A tight (in a couple of senses), unexpectedly comic courtroom saga from veteran legal eagle Grisham (The Confession, 2011, etc.).
After an unhappy showing with last year’s Theodore Boone, Kid Lawyer, Grisham is back in grown-up land. But grown-up is as grown-up does, and the characters who populate this latest are very, well, morally compromised—and on all sides of the law. One, David Zinc, cuts a formidable figure at the bar—and, once he’s decided that, even though he’s in his early 30s, he’s done with practicing law at a huge corporate firm in downtown Chicago, he cuts a still more formidable figure drinking himself stupid at the nearest watering hole (“Do you serve breakfast?” “Yep, it’s called a Bloody Mary”). A long bout of sucking down the sauce later, David has fallen far in the world, so far that he’s now in cahoots with a practice that likes to call itself a “boutique firm,” but that is in truth made up of a couple of dictionary-definition ambulance-chasers.

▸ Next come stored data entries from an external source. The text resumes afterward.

#[cfg(test)]
mod tests {
    use super::*;
    use crate::serializer::JsonPageSerializer;
    use crate::server::InertiaRequest;
    use crate::template::SimpleTemplateRenderer;
    use crate::version::StaticVersion;

    fn engine() -> InertiaEngine {
        InertiaEngine::new(
            StaticVersion::new("1"),
            JsonPageSerializer,
            SimpleTemplateRenderer::new("<div data-page=\"@PageObject@\"></div>"),
        )
    }

    fn inertia_get(uri: &str) -> InertiaRequest {
        InertiaRequest::new("GET", uri).with_header("X-Inertia", "true")
    }

    #[test]
    fn test_url_defaults_to_request_uri() {
        let response = engine()
            .render(&inertia_get("/users?page=2"), RenderOptions::new("Users"))
            .unwrap();
        assert!(response.body().unwrap().contains(r#""url":"/users?page=2""#));
    }

    #[test]
    fn test_url_override_wins() {
        let response = engine()
            .render(
                &inertia_get("/users"),
                RenderOptions::new("Users").with_url("/people"),
            )
            .unwrap();
        assert!(response.body().unwrap().contains(r#""url":"/people""#));
    }

    #[test]
    fn test_history_defaults_come_from_config() {
        let engine = InertiaEngine::from_config(
            InertiaConfig::default()
                .with_template_renderer(SimpleTemplateRenderer::default())
                .with_encrypt_history(true)
                .with_clear_history(true),
        )
        .unwrap();

        let body = engine
            .render(&inertia_get("/"), RenderOptions::new("Home"))
            .unwrap()
            .body()
            .unwrap()
            .to_string();
        assert!(body.contains(r#""encryptHistory":true"#));
        assert!(body.contains(r#""clearHistory":true"#));

        let body = engine
            .render(
                &inertia_get("/"),
                RenderOptions::new("Home").encrypt_history(false).clear_history(false),
            )
            .unwrap()
            .body()
            .unwrap()
            .to_string();
        assert!(body.contains(r#""encryptHistory":false"#));
        assert!(body.contains(r#""clearHistory":false"#));
    }

    #[test]
    fn test_empty_component_rejected() {
        let err = engine()
            .render(&inertia_get("/"), RenderOptions::new(""))
            .unwrap_err();
        assert!(matches!(err, InertiaError::InvalidOptions(_)));
    }

    #[test]
    fn test_version_conflict_only_for_safe_methods() {
        let engine = engine();
        for method in ["GET", "HEAD"] {
            let request = InertiaRequest::new(method, "/")
                .with_header("X-Inertia", "true")
                .with_header("X-Inertia-Version", "old");
            let response = engine.render(&request, RenderOptions::new("Home")).unwrap();
            assert_eq!(response.status(), 409, "{method}");
        }
        for method in ["POST", "PUT", "PATCH", "DELETE"] {
            let request = InertiaRequest::new(method, "/")
                .with_header("X-Inertia", "true")
                .with_header("X-Inertia-Version", "old");
            let response = engine.render(&request, RenderOptions::new("Home")).unwrap();
            assert_eq!(response.status(), 200, "{method}");
        }
    }

    #[test]
    fn test_non_inertia_request_ignores_version() {
        let request = InertiaRequest::new("GET", "/").with_header("X-Inertia-Version", "old");
        let response = engine().render(&request, RenderOptions::new("Home")).unwrap();
        assert_eq!(response.status(), 200);
        assert_eq!(response.header("Content-Type"), Some("text/html"));
    }

    #[test]
    fn test_partial_reload_requires_matching_component() {
        let options = || {
            RenderOptions::new("Users")
                .with_prop("users", 3)
                .with_prop("stats", 4)
        };
        let partial = |component: &str| {
            inertia_get("/users")
                .with_header("X-Inertia-Partial-Data", "users")
                .with_header("X-Inertia-Partial-Component", component)
        };

        let body = engine().render(&partial("Users"), options()).unwrap();
        assert!(body.body().unwrap().contains(r#""props":{"users":3}"#));

        let body = engine().render(&partial("Dashboard"), options()).unwrap();
        assert!(body.body().unwrap().contains(r#""props":{"users":3,"stats":4}"#));
    }

    #[test]
    fn test_partial_data_without_component_is_ignored() {
        let request = inertia_get("/").with_header("X-Inertia-Partial-Data", "a");
        let response = engine()
            .render(&request, RenderOptions::new("Home").with_prop("a", 1).with_prop("b", 2))
            .unwrap();
        assert!(response.body().unwrap().contains(r#""props":{"a":1,"b":2}"#));
    }

    #[test]
    fn test_version_resolver_failure_propagates() {
        struct Broken;
        impl VersionResolver for Broken {
            fn version(&self) -> Result<String> {
                Err(InertiaError::VersionResolution("manifest missing".into()))
            }
        }

        let engine = InertiaEngine::new(Broken, JsonPageSerializer, SimpleTemplateRenderer::default());
        let err = engine
            .render(&inertia_get("/"), RenderOptions::new("Home"))
            .unwrap_err();
        assert!(matches!(err, InertiaError::VersionResolution(_)));
    }

    #[test]
    fn test_template_failure_propagates() {
        struct Failing;
        impl TemplateRenderer for Failing {
            fn render(&self, _page_json: &str) -> Result<String> {
                Err(InertiaError::Template("layout missing".into()))
            }
        }

        let engine = InertiaEngine::new(StaticVersion::default(), JsonPageSerializer, Failing);
        let err = engine
            .render(&InertiaRequest::new("GET", "/"), RenderOptions::new("Home"))
            .unwrap_err();
        assert!(matches!(err, InertiaError::Template(_)));
    }

    #[test]
    fn test_non_ascii_stale_version_conflicts() {
        let engine = InertiaEngine::new(
            StaticVersion::new("build-é2"),
            JsonPageSerializer,
            SimpleTemplateRenderer::default(),
        );
        let (parts, _) = axum::http::Request::builder()
            .uri("/albums")
            .header("X-Inertia", "true")
            .header(
                "X-Inertia-Version",
                axum::http::HeaderValue::from_bytes("build-é1".as_bytes()).unwrap(),
            )
            .body(())
            .unwrap()
            .into_parts();

        let response = engine.render(&parts, RenderOptions::new("Albums")).unwrap();
        assert_eq!(response.status(), 409);
        assert_eq!(response.header("X-Inertia-Location"), Some("/albums"));

        let (parts, _) = axum::http::Request::builder()
            .uri("/albums")
            .header("X-Inertia", "true")
            .header(
                "X-Inertia-Version",
                axum::http::HeaderValue::from_bytes("build-é2".as_bytes()).unwrap(),
            )
            .body(())
            .unwrap()
            .into_parts();
        let response = engine.render(&parts, RenderOptions::new("Albums")).unwrap();
        assert_eq!(response.status(), 200);
    }

    #[test]
    fn test_unknown_method_skips_version_check() {
        let request = InertiaRequest::new("NOT A METHOD", "/")
            .with_header("X-Inertia", "true")
            .with_header("X-Inertia-Version", "old");
        let response = engine().render(&request, RenderOptions::new("Home")).unwrap();
        assert_eq!(response.status(), 200);
    }

    struct FailingSerializer;

    impl PageSerializer for FailingSerializer {
        fn serialize(&self, _page: &PageObject, _keep: Option<&BTreeSet<String>>) -> Result<String> {
            Err(InertiaError::Serialization(
                serde_json::from_str::<serde_json::Value>("{").unwrap_err(),
            ))
        }
    }

    fn failing_serializer_engine() -> InertiaEngine {
        InertiaEngine::from_config(
            InertiaConfig::default()
                .with_serializer(FailingSerializer)
                .with_template_renderer(SimpleTemplateRenderer::default()),
        )
        .unwrap()
    }

    fn serializer_error_message() -> String {
        FailingSerializer
            .serialize(
                &PageObject::new("Home", Default::default(), "/", "1", false, false),
                None,
            )
            .unwrap_err()
            .to_string()
    }

    #[test]
    fn test_serializer_failure_propagates_on_json_visit() {
        let err = failing_serializer_engine()
            .render(&inertia_get("/"), RenderOptions::new("Home"))
            .unwrap_err();
        assert!(matches!(err, InertiaError::Serialization(_)));
        assert_eq!(err.to_string(), serializer_error_message());
    }

    #[test]
    fn test_serializer_failure_propagates_on_full_load() {
        let err = failing_serializer_engine()
            .render(&InertiaRequest::new("GET", "/"), RenderOptions::new("Home"))
            .unwrap_err();
        assert!(matches!(err, InertiaError::Serialization(_)));
        assert_eq!(err.to_string(), serializer_error_message());
    }

    #[derive(Clone, Default)]
    struct RecordingSerializer {
        seen: Arc<parking_lot::Mutex<Vec<Option<BTreeSet<String>>>>>,
    }

    impl PageSerializer for RecordingSerializer {
        fn serialize(&self, page: &PageObject, keep: Option<&BTreeSet<String>>) -> Result<String> {
            self.seen.lock().push(keep.cloned());
            JsonPageSerializer.serialize(page, keep)
        }
    }

    #[test]
    fn test_serializer_receives_partial_reload_set() {
        let recorder = RecordingSerializer::default();
        let engine = InertiaEngine::from_config(
            InertiaConfig::default()
                .with_serializer(recorder.clone())
                .with_template_renderer(SimpleTemplateRenderer::default()),
        )
        .unwrap();
        let options = || RenderOptions::new("Users").with_prop("users", 1).with_prop("stats", 2);

        let full_load = InertiaRequest::new("GET", "/users")
            .with_header("X-Inertia-Partial-Component", "Users")
            .with_header("X-Inertia-Partial-Data", "users");
        engine.render(&full_load, options()).unwrap();

        let partial = inertia_get("/users")
            .with_header("X-Inertia-Partial-Component", "Users")
            .with_header("X-Inertia-Partial-Data", "users, stats,,users");
        engine.render(&partial, options()).unwrap();

        let seen = recorder.seen.lock();
        assert_eq!(seen.len(), 2);
        assert_eq!(seen[0], None);
        assert_eq!(
            seen[1],
            Some(BTreeSet::from(["stats".to_string(), "users".to_string()]))
        );
    }
}
//! Inertia form handling example
//!
//! Demonstrates redirects after mutations (303 after PUT/DELETE, 302 after
//! POST), external locations, partial reloads and bumping the asset version
//! at runtime.
//!
//! Run with: cargo run --example server_forms
//!
//! Try:
//!   curl -i -X PUT http://localhost:3000/records/1?name=Wish
//!   curl -i -H 'X-Inertia: true' -H 'X-Inertia-Partial-Component: records/Index' \
//!        -H 'X-Inertia-Partial-Data: total' http://localhost:3000/
//!   curl -i -X POST http://localhost:3000/deploy
//!   curl -i -H 'X-Inertia: true' -H 'X-Inertia-Version: 1' http://localhost:3000/

use axum::{
    extract::{Path, Query, State},
    routing::{get, post, put},
    Router,
};
use inertia_axum::{
    version::SharedVersion, Inertia, InertiaConfig, InertiaError, InertiaLayer, InertiaResponse,
    RenderOptions, SimpleTemplateRenderer,
};
use parking_lot::RwLock;
use serde::Deserialize;
use serde_json::json;
use std::collections::BTreeMap;
use std::sync::Arc;

#[derive(Clone)]
struct AppState {
    records: Arc<RwLock<BTreeMap<u32, String>>>,
    version: SharedVersion,
}

#[derive(Deserialize)]
struct RecordForm {
    name: String,
}

async fn index(
    State(state): State<AppState>,
    inertia: Inertia,
) -> Result<InertiaResponse, InertiaError> {
    let records = state.records.read();
    let list: Vec<_> = records
        .iter()
        .map(|(id, name)| json!({"id": id, "name": name}))
        .collect();

    inertia.render_with(
        RenderOptions::new("records/Index")
            .with_prop("records", list)
            .with_prop("total", records.len()),
    )
}

async fn create(
    State(state): State<AppState>,
    Query(form): Query<RecordForm>,
    inertia: Inertia,
) -> InertiaResponse {
    let mut records = state.records.write();
    let id = records.keys().next_back().map_or(1, |last| last + 1);
    records.insert(id, form.name);
    tracing::info!(id, "record created");
    inertia.redirect("/")
}

async fn update(
    State(state): State<AppState>,
    Path(id): Path<u32>,
    Query(form): Query<RecordForm>,
    inertia: Inertia,
) -> InertiaResponse {
    if let Some(name) = state.records.write().get_mut(&id) {
        *name = form.name;
        tracing::info!(id, "record updated");
    }
    inertia.redirect("/")
}

async fn destroy(
    State(state): State<AppState>,
    Path(id): Path<u32>,
    inertia: Inertia,
) -> InertiaResponse {
    state.records.write().remove(&id);
    tracing::info!(id, "record deleted");
    inertia.redirect("/")
}

async fn docs(inertia: Inertia) -> InertiaResponse {
    inertia.location("https://inertiajs.com/the-protocol")
}

async fn deploy(State(state): State<AppState>, inertia: Inertia) -> InertiaResponse {
    let next = inertia
        .engine()
        .version()
        .ok()
        .and_then(|v| v.parse::<u64>().ok())
        .map_or(1, |v| v + 1);
    state.version.set(next.to_string());
    inertia.redirect("/")
}

#[tokio::main]
async fn main() -> anyhow::Result<()> {
    tracing_subscriber::fmt::init();

    let version = SharedVersion::new("1");
    let state = AppState {
        records: Arc::new(RwLock::new(BTreeMap::from([(1, "Meddle".to_string())]))),
        version: version.clone(),
    };

    let config = InertiaConfig::default()
        .with_version(version)
        .with_template_renderer(SimpleTemplateRenderer::default())
        .with_encrypt_history(true);

    let app = Router::new()
        .route("/", get(index))
        .route("/records", post(create))
        .route("/records/{id}", put(update).delete(destroy))
        .route("/docs", get(docs))
        .route("/deploy", post(deploy))
        .with_state(state)
        .layer(InertiaLayer::from_config(config)?);

    let listener = tokio::net::TcpListener::bind("127.0.0.1:3000").await?;
    tracing::info!("listening on http://{}", listener.local_addr()?);
    axum::serve(listener, app).await?;
    Ok(())
}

Make that hearse-chasers: The brilliant legal minds at Finley & Figg like nothing better than to feed at the bottom, scouring the news and the obituaries for profit-inducing mayhem, for something, anything, to sue for. It’s a hit-or-miss business, but with David on board, the partners’ fortunes would seem to hold greater promise. Ah, but this is a Grisham novel, and the justice that’s served up, as always, cuts both ways. There are a couple of holes in the plot (if David wants out of the law so badly, why does he so quickly fall right back into it?), but Grisham has a blast with all the righteous mischief in a tale with no real heroes and plenty of villains, with Big Pharma at the heart of the story. He writes with good humor, mostly, but with some calculating nastiness as well (“Oscar’s perfect outcome would be breaking news of a pending settlement at about the same time his wife croaked on the drug”).
Grisham’s latest is a hoot—and, with its insider’s view of jury selection and other dirty tricks, a very good reason to hope to steer clear of a courtroom.